---------- SUPPLIED DATA
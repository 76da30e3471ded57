//! Proxy configuration
//!
//! Configuration comes from three places, applied in order:
//!
//! 1. The JSON file shared with the CNI plugin (`/etc/cni/net.d/odl-cni.conf`)
//! 2. `OVSK_*` environment variables, optionally loaded from
//!    `/etc/ovsk/environment` by [`load_environment`]
//! 3. Command line flags (applied by the service binary)
//!
//! ```rust,no_run
//! use ovsk_core::config::{load_environment, ProxyConfig};
//!
//! load_environment();
//! let config = ProxyConfig::load("/etc/cni/net.d/odl-cni.conf")
//!     .unwrap()
//!     .with_env_overrides();
//! ```

use serde::{Deserialize, Serialize};
use std::fs;
use std::path::Path;
use tracing::{debug, info, warn};

use crate::error::{Error, Result};

/// Default path of the JSON configuration file
pub const DEFAULT_CONFIG_FILE: &str = "/etc/cni/net.d/odl-cni.conf";

/// Default path for the environment file
pub const DEFAULT_ENV_FILE: &str = "/etc/ovsk/environment";

/// Alternative paths to check (in order of priority)
pub const ENV_FILE_PATHS: &[&str] = &["/etc/ovsk/environment", "/etc/ovsk.env", ".env"];

pub const DEFAULT_BRIDGE: &str = "ovsbrk8s";
pub const DEFAULT_CONTROLLER_PORT: u16 = 6653;
pub const DEFAULT_MANAGER_PORT: u16 = 6640;
pub const DEFAULT_OVSDB_SOCKET: &str = "/var/run/openvswitch/db.sock";

/// Proxy settings, field names follow the CNI plugin's config file
#[derive(Debug, Clone, PartialEq, Eq, Serialize, Deserialize)]
#[serde(rename_all = "camelCase")]
pub struct ProxyConfig {
    /// Root bridge managed by this instance
    #[serde(default = "default_bridge")]
    pub ovs_bridge: String,

    /// Bridge used for external connectivity, informational only
    #[serde(default)]
    pub ovs_ext_bridge: String,

    /// OpenFlow controller port; the proxy listens here
    #[serde(default = "default_controller_port")]
    pub ctlr_port: u16,

    /// Register an active (`tcp:`) rather than passive (`ptcp:`) controller
    #[serde(default = "default_true")]
    pub ctlr_active: bool,

    /// Controller IP used for the active target
    #[serde(default = "default_loopback")]
    pub controller: String,

    #[serde(default = "default_manager_port")]
    pub mgr_port: u16,

    /// Register a manager target at startup
    #[serde(default)]
    pub mgr_active: bool,

    #[serde(default = "default_loopback")]
    pub manager: String,

    #[serde(default)]
    pub external_intf: String,

    #[serde(default)]
    pub external_ip: String,

    #[serde(default = "default_ovsdb_socket")]
    pub ovsdb_socket: String,

    /// Overrides the hostname-derived node name
    #[serde(default)]
    pub node_name: Option<String>,

    /// Tear the root bridge down on orderly shutdown
    #[serde(default)]
    pub delete_bridge_on_exit: bool,
}

fn default_bridge() -> String {
    DEFAULT_BRIDGE.to_string()
}

fn default_controller_port() -> u16 {
    DEFAULT_CONTROLLER_PORT
}

fn default_manager_port() -> u16 {
    DEFAULT_MANAGER_PORT
}

fn default_loopback() -> String {
    "127.0.0.1".to_string()
}

fn default_ovsdb_socket() -> String {
    DEFAULT_OVSDB_SOCKET.to_string()
}

fn default_true() -> bool {
    true
}

impl Default for ProxyConfig {
    fn default() -> Self {
        Self {
            ovs_bridge: default_bridge(),
            ovs_ext_bridge: String::new(),
            ctlr_port: default_controller_port(),
            ctlr_active: true,
            controller: default_loopback(),
            mgr_port: default_manager_port(),
            mgr_active: false,
            manager: default_loopback(),
            external_intf: String::new(),
            external_ip: String::new(),
            ovsdb_socket: default_ovsdb_socket(),
            node_name: None,
            delete_bridge_on_exit: false,
        }
    }
}

impl ProxyConfig {
    /// Load from a JSON file. A missing file yields the defaults.
    pub fn load(path: impl AsRef<Path>) -> Result<Self> {
        let path = path.as_ref();
        if !path.exists() {
            warn!("Config file {} not found, using defaults", path.display());
            return Ok(Self::default());
        }

        let content = fs::read_to_string(path)?;
        let config = Self::from_json(&content)
            .map_err(|e| Error::config(format!("{}: {}", path.display(), e)))?;
        info!("Loaded configuration from {}", path.display());
        Ok(config)
    }

    pub fn from_json(content: &str) -> Result<Self> {
        let config: ProxyConfig = serde_json::from_str(content)?;
        Ok(config.normalized())
    }

    /// Replace zero ports and empty names with their defaults
    pub fn normalized(mut self) -> Self {
        if self.ctlr_port == 0 {
            self.ctlr_port = DEFAULT_CONTROLLER_PORT;
        }
        if self.mgr_port == 0 {
            self.mgr_port = DEFAULT_MANAGER_PORT;
        }
        if self.ovs_bridge.is_empty() {
            self.ovs_bridge = default_bridge();
        }
        if self.ovsdb_socket.is_empty() {
            self.ovsdb_socket = default_ovsdb_socket();
        }
        if self.controller.is_empty() {
            self.controller = default_loopback();
        }
        if self.manager.is_empty() {
            self.manager = default_loopback();
        }
        self.node_name = self.node_name.filter(|n| !n.is_empty());
        self
    }

    /// Apply `OVSK_*` environment overrides
    pub fn with_env_overrides(mut self) -> Self {
        if let Some(bridge) = get_config_opt("OVSK_BRIDGE") {
            self.ovs_bridge = bridge;
        }
        if let Some(socket) = get_config_opt("OVSK_OVSDB_SOCKET") {
            self.ovsdb_socket = socket;
        }
        if let Some(node) = get_config_opt("OVSK_NODE_NAME") {
            self.node_name = Some(node);
        }
        let port = get_config_int("OVSK_CONTROLLER_PORT", i64::from(self.ctlr_port));
        self.ctlr_port = u16::try_from(port).unwrap_or(self.ctlr_port);
        self.mgr_active = get_config_bool("OVSK_MANAGER_ACTIVE", self.mgr_active);
        self.delete_bridge_on_exit =
            get_config_bool("OVSK_DELETE_BRIDGE_ON_EXIT", self.delete_bridge_on_exit);
        self.normalized()
    }

    /// Target string for the controller registration
    pub fn controller_target(&self) -> String {
        if self.ctlr_active {
            format!("tcp:{}:{}", self.controller, self.ctlr_port)
        } else {
            format!("ptcp:{}", self.ctlr_port)
        }
    }

    /// Target string for the manager registration
    pub fn manager_target(&self) -> String {
        format!("tcp:{}:{}", self.manager, self.mgr_port)
    }
}

/// Load environment variables from the canonical env file.
///
/// Does not override variables that are already set. Returns the path that
/// was loaded, or None if no file was found.
pub fn load_environment() -> Option<String> {
    if let Ok(custom_path) = std::env::var("OVSK_ENV_FILE") {
        if let Some(path) = try_load_env_file(&custom_path) {
            return Some(path);
        }
    }

    for path in ENV_FILE_PATHS {
        if let Some(loaded_path) = try_load_env_file(path) {
            return Some(loaded_path);
        }
    }

    debug!("No environment file found, using existing environment");
    None
}

/// Value as it may appear in logs; credentials are masked
fn loggable_value<'a>(key: &str, value: &'a str) -> &'a str {
    if key.contains("KEY") || key.contains("TOKEN") || key.contains("SECRET") {
        "***"
    } else {
        value
    }
}

fn try_load_env_file(path: &str) -> Option<String> {
    let path_obj = Path::new(path);
    if !path_obj.exists() {
        return None;
    }

    match fs::read_to_string(path_obj) {
        Ok(content) => {
            let mut loaded_count = 0;
            let mut skipped_count = 0;

            for line in content.lines() {
                let line = line.trim();
                if line.is_empty() || line.starts_with('#') {
                    continue;
                }

                if let Some((key, value)) = parse_env_line(line) {
                    if std::env::var(&key).is_err() {
                        std::env::set_var(&key, &value);
                        loaded_count += 1;
                        debug!("Loaded: {}={}", key, loggable_value(&key, &value));
                    } else {
                        skipped_count += 1;
                        debug!("Skipped (already set): {}", key);
                    }
                }
            }

            info!(
                "Loaded {} environment variables from {} ({} skipped - already set)",
                loaded_count, path, skipped_count
            );
            Some(path.to_string())
        }
        Err(e) => {
            warn!("Failed to read environment file {}: {}", path, e);
            None
        }
    }
}

/// Parse `KEY=VALUE`, `KEY="VALUE"` or `KEY='VALUE'`
fn parse_env_line(line: &str) -> Option<(String, String)> {
    let (key, value) = line.split_once('=')?;
    let key = key.trim();
    let value = value.trim();

    if key.is_empty() {
        return None;
    }

    let value = value
        .strip_prefix('"')
        .and_then(|v| v.strip_suffix('"'))
        .or_else(|| value.strip_prefix('\'').and_then(|v| v.strip_suffix('\'')))
        .unwrap_or(value);

    Some((key.to_string(), value.to_string()))
}

/// Get an optional configuration value.
pub fn get_config_opt(key: &str) -> Option<String> {
    std::env::var(key).ok().filter(|v| !v.is_empty())
}

/// Get a boolean configuration value.
pub fn get_config_bool(key: &str, default: bool) -> bool {
    std::env::var(key)
        .map(|v| matches!(v.to_lowercase().as_str(), "true" | "1" | "yes" | "on"))
        .unwrap_or(default)
}

/// Get an integer configuration value.
pub fn get_config_int(key: &str, default: i64) -> i64 {
    std::env::var(key)
        .ok()
        .and_then(|v| v.parse().ok())
        .unwrap_or(default)
}
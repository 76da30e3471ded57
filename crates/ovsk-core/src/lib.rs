//! Core types and utilities for ovsk
//!
//! # Modules
//!
//! - `change`: Per-kind change predicates used by the watchers
//! - `config`: Configuration file and environment loading
//! - `error`: Error types and Result alias
//! - `types`: Kubernetes resource views, update records and MAC addresses

pub mod change;
pub mod config;
pub mod error;
pub mod types;

// Re-exports
pub use change::ChangePredicate;
pub use config::ProxyConfig;
pub use error::{Error, Result};
pub use types::*;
--------------------
THE TASK: Every line above that holds the word "ptcp" should be copied out.

OUTPUT FOR THIS TASK:
    /// Register an active (`tcp:`) rather than passive (`ptcp:`) controller
            format!("ptcp:{}", self.ctlr_port)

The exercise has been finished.